SOURCE RECORDS section start
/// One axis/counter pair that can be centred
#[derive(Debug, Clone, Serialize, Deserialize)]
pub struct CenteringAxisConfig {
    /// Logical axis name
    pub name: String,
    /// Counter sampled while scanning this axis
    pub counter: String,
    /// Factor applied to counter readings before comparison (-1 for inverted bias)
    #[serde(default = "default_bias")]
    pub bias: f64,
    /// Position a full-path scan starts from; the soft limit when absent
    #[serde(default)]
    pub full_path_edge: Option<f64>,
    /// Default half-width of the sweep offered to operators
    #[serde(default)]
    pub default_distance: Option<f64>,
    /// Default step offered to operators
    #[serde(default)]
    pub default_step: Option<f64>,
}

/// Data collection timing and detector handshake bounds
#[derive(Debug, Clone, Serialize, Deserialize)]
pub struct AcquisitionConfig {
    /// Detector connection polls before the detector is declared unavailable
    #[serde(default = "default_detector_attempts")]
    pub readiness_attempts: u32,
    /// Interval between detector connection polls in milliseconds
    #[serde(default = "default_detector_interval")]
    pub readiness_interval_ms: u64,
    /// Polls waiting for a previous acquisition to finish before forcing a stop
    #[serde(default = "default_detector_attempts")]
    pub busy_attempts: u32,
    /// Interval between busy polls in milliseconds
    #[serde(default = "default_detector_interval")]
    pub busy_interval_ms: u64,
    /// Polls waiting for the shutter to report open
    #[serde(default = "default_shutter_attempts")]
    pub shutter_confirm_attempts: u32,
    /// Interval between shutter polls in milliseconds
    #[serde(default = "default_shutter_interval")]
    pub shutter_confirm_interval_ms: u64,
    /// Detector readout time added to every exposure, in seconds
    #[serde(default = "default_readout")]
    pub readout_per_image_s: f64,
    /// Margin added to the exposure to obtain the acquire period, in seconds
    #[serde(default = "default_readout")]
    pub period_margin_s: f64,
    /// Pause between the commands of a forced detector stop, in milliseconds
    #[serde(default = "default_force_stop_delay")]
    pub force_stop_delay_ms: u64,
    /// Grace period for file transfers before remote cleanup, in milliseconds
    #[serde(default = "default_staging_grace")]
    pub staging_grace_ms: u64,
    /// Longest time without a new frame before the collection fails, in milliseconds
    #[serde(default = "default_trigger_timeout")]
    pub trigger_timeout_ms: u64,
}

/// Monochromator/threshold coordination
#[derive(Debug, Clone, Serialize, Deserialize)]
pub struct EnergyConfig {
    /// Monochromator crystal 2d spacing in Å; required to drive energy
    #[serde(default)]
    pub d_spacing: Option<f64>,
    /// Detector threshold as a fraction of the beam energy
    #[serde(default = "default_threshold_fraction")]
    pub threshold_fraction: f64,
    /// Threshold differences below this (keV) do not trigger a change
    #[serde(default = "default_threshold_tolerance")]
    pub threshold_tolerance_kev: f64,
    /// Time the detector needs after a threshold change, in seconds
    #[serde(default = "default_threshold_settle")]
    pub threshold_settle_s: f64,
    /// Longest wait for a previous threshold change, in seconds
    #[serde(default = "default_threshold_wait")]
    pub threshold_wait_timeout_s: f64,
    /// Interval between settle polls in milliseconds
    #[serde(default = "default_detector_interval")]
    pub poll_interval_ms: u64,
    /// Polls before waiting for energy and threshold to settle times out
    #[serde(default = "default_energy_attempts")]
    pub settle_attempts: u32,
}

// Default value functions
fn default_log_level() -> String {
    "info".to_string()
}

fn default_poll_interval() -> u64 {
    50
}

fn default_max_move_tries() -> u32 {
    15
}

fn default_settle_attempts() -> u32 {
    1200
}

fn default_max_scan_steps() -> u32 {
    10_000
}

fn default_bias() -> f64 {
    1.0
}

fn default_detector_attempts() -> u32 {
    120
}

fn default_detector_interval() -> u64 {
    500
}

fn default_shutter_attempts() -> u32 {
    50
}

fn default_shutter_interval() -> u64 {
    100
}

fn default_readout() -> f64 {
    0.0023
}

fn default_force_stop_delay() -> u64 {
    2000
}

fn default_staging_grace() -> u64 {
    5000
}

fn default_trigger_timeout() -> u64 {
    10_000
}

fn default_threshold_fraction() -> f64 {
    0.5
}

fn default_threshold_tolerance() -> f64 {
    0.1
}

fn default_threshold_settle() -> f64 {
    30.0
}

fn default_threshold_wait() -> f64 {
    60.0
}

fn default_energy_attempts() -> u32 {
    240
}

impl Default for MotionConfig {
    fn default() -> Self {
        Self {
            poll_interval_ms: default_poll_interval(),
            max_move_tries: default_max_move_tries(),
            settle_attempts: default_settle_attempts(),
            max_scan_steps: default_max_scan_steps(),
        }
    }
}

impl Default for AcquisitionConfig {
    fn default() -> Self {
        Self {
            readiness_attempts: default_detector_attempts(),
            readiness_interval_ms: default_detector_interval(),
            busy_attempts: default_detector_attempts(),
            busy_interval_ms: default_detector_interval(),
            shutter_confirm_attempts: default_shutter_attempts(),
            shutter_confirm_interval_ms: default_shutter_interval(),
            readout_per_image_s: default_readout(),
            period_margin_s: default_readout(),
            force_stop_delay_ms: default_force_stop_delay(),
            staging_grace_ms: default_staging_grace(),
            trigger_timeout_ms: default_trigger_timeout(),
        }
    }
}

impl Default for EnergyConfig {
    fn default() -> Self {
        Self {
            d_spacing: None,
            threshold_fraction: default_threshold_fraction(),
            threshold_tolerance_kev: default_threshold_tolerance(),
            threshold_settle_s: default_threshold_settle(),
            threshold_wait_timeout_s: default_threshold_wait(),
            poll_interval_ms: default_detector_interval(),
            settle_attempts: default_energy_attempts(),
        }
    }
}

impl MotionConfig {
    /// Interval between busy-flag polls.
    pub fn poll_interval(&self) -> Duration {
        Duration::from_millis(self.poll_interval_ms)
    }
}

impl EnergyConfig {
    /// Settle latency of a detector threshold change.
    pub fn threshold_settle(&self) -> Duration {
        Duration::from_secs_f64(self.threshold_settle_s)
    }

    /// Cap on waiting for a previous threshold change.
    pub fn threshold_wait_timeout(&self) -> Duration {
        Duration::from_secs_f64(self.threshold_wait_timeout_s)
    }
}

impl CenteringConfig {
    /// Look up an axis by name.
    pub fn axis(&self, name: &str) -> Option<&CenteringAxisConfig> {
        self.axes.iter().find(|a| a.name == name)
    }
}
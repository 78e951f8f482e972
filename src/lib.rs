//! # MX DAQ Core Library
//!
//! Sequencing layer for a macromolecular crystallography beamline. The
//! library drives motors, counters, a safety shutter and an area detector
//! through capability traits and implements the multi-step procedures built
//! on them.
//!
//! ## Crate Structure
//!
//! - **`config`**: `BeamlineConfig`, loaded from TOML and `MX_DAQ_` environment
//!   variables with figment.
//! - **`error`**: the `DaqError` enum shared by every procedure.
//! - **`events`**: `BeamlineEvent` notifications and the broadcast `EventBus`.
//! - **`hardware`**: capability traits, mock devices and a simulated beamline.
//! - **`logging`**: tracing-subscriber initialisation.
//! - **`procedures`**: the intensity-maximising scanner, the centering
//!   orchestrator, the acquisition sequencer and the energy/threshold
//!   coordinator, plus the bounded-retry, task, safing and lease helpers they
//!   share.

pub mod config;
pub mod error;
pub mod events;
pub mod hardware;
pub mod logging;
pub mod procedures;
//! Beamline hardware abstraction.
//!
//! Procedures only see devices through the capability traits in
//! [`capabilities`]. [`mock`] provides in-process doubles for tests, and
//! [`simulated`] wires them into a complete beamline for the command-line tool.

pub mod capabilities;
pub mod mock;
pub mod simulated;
SOURCE RECORDS section end
All of the lines above must be returned exactly as they stand.

ANSWER FOR THIS EXERCISE =>
/// One axis/counter pair that can be centred
#[derive(Debug, Clone, Serialize, Deserialize)]
pub struct CenteringAxisConfig {
    /// Logical axis name
    pub name: String,
    /// Counter sampled while scanning this axis
    pub counter: String,
    /// Factor applied to counter readings before comparison (-1 for inverted bias)
    #[serde(default = "default_bias")]
    pub bias: f64,
    /// Position a full-path scan starts from; the soft limit when absent
    #[serde(default)]
    pub full_path_edge: Option<f64>,
    /// Default half-width of the sweep offered to operators
    #[serde(default)]
    pub default_distance: Option<f64>,
    /// Default step offered to operators
    #[serde(default)]
    pub default_step: Option<f64>,
}

/// Data collection timing and detector handshake bounds
#[derive(Debug, Clone, Serialize, Deserialize)]
pub struct AcquisitionConfig {
    /// Detector connection polls before the detector is declared unavailable
    #[serde(default = "default_detector_attempts")]
    pub readiness_attempts: u32,
    /// Interval between detector connection polls in milliseconds
    #[serde(default = "default_detector_interval")]
    pub readiness_interval_ms: u64,
    /// Polls waiting for a previous acquisition to finish before forcing a stop
    #[serde(default = "default_detector_attempts")]
    pub busy_attempts: u32,
    /// Interval between busy polls in milliseconds
    #[serde(default = "default_detector_interval")]
    pub busy_interval_ms: u64,
    /// Polls waiting for the shutter to report open
    #[serde(default = "default_shutter_attempts")]
    pub shutter_confirm_attempts: u32,
    /// Interval between shutter polls in milliseconds
    #[serde(default = "default_shutter_interval")]
    pub shutter_confirm_interval_ms: u64,
    /// Detector readout time added to every exposure, in seconds
    #[serde(default = "default_readout")]
    pub readout_per_image_s: f64,
    /// Margin added to the exposure to obtain the acquire period, in seconds
    #[serde(default = "default_readout")]
    pub period_margin_s: f64,
    /// Pause between the commands of a forced detector stop, in milliseconds
    #[serde(default = "default_force_stop_delay")]
    pub force_stop_delay_ms: u64,
    /// Grace period for file transfers before remote cleanup, in milliseconds
    #[serde(default = "default_staging_grace")]
    pub staging_grace_ms: u64,
    /// Longest time without a new frame before the collection fails, in milliseconds
    #[serde(default = "default_trigger_timeout")]
    pub trigger_timeout_ms: u64,
}

/// Monochromator/threshold coordination
#[derive(Debug, Clone, Serialize, Deserialize)]
pub struct EnergyConfig {
    /// Monochromator crystal 2d spacing in Å; required to drive energy
    #[serde(default)]
    pub d_spacing: Option<f64>,
    /// Detector threshold as a fraction of the beam energy
    #[serde(default = "default_threshold_fraction")]
    pub threshold_fraction: f64,
    /// Threshold differences below this (keV) do not trigger a change
    #[serde(default = "default_threshold_tolerance")]
    pub threshold_tolerance_kev: f64,
    /// Time the detector needs after a threshold change, in seconds
    #[serde(default = "default_threshold_settle")]
    pub threshold_settle_s: f64,
    /// Longest wait for a previous threshold change, in seconds
    #[serde(default = "default_threshold_wait")]
    pub threshold_wait_timeout_s: f64,
    /// Interval between settle polls in milliseconds
    #[serde(default = "default_detector_interval")]
    pub poll_interval_ms: u64,
    /// Polls before waiting for energy and threshold to settle times out
    #[serde(default = "default_energy_attempts")]
    pub settle_attempts: u32,
}

// Default value functions
fn default_log_level() -> String {
    "info".to_string()
}

fn default_poll_interval() -> u64 {
    50
}

fn default_max_move_tries() -> u32 {
    15
}

fn default_settle_attempts() -> u32 {
    1200
}

fn default_max_scan_steps() -> u32 {
    10_000
}

fn default_bias() -> f64 {
    1.0
}

fn default_detector_attempts() -> u32 {
    120
}

fn default_detector_interval() -> u64 {
    500
}

fn default_shutter_attempts() -> u32 {
    50
}

fn default_shutter_interval() -> u64 {
    100
}

fn default_readout() -> f64 {
    0.0023
}

fn default_force_stop_delay() -> u64 {
    2000
}

fn default_staging_grace() -> u64 {
    5000
}

fn default_trigger_timeout() -> u64 {
    10_000
}

fn default_threshold_fraction() -> f64 {
    0.5
}

fn default_threshold_tolerance() -> f64 {
    0.1
}

fn default_threshold_settle() -> f64 {
    30.0
}

fn default_threshold_wait() -> f64 {
    60.0
}

fn default_energy_attempts() -> u32 {
    240
}

impl Default for MotionConfig {
    fn default() -> Self {
        Self {
            poll_interval_ms: default_poll_interval(),
            max_move_tries: default_max_move_tries(),
            settle_attempts: default_settle_attempts(),
            max_scan_steps: default_max_scan_steps(),
        }
    }
}

impl Default for AcquisitionConfig {
    fn default() -> Self {
        Self {
            readiness_attempts: default_detector_attempts(),
            readiness_interval_ms: default_detector_interval(),
            busy_attempts: default_detector_attempts(),
            busy_interval_ms: default_detector_interval(),
            shutter_confirm_attempts: default_shutter_attempts(),
            shutter_confirm_interval_ms: default_shutter_interval(),
            readout_per_image_s: default_readout(),
            period_margin_s: default_readout(),
            force_stop_delay_ms: default_force_stop_delay(),
            staging_grace_ms: default_staging_grace(),
            trigger_timeout_ms: default_trigger_timeout(),
        }
    }
}

impl Default for EnergyConfig {
    fn default() -> Self {
        Self {
            d_spacing: None,
            threshold_fraction: default_threshold_fraction(),
            threshold_tolerance_kev: default_threshold_tolerance(),
            threshold_settle_s: default_threshold_settle(),
            threshold_wait_timeout_s: default_threshold_wait(),
            poll_interval_ms: default_detector_interval(),
            settle_attempts: default_energy_attempts(),
        }
    }
}

impl MotionConfig {
    /// Interval between busy-flag polls.
    pub fn poll_interval(&self) -> Duration {
        Duration::from_millis(self.poll_interval_ms)
    }
}

impl EnergyConfig {
    /// Settle latency of a detector threshold change.
    pub fn threshold_settle(&self) -> Duration {
        Duration::from_secs_f64(self.threshold_settle_s)
    }

    /// Cap on waiting for a previous threshold change.
    pub fn threshold_wait_timeout(&self) -> Duration {
        Duration::from_secs_f64(self.threshold_wait_timeout_s)
    }
}

impl CenteringConfig {
    /// Look up an axis by name.
    pub fn axis(&self, name: &str) -> Option<&CenteringAxisConfig> {
        self.axes.iter().find(|a| a.name == name)
    }
}
repository 78e951f8f482e972
filename src/lib.rs
//! # MX DAQ Core Library
//!
//! Sequencing layer for a macromolecular crystallography beamline. The
//! library drives motors, counters, a safety shutter and an area detector
//! through capability traits and implements the multi-step procedures built
//! on them.
//!
//! ## Crate Structure
//!
//! - **`config`**: `BeamlineConfig`, loaded from TOML and `MX_DAQ_` environment
//!   variables with figment.
//! - **`error`**: the `DaqError` enum shared by every procedure.
//! - **`events`**: `BeamlineEvent` notifications and the broadcast `EventBus`.
//! - **`hardware`**: capability traits, mock devices and a simulated beamline.
//! - **`logging`**: tracing-subscriber initialisation.
//! - **`procedures`**: the intensity-maximising scanner, the centering
//!   orchestrator, the acquisition sequencer and the energy/threshold
//!   coordinator, plus the bounded-retry, task, safing and lease helpers they
//!   share.

pub mod config;
pub mod error;
pub mod events;
pub mod hardware;
pub mod logging;
pub mod procedures;
//! Beamline hardware abstraction.
//!
//! Procedures only see devices through the capability traits in
//! [`capabilities`]. [`mock`] provides in-process doubles for tests, and
//! [`simulated`] wires them into a complete beamline for the command-line tool.

pub mod capabilities;
pub mod mock;
pub mod simulated;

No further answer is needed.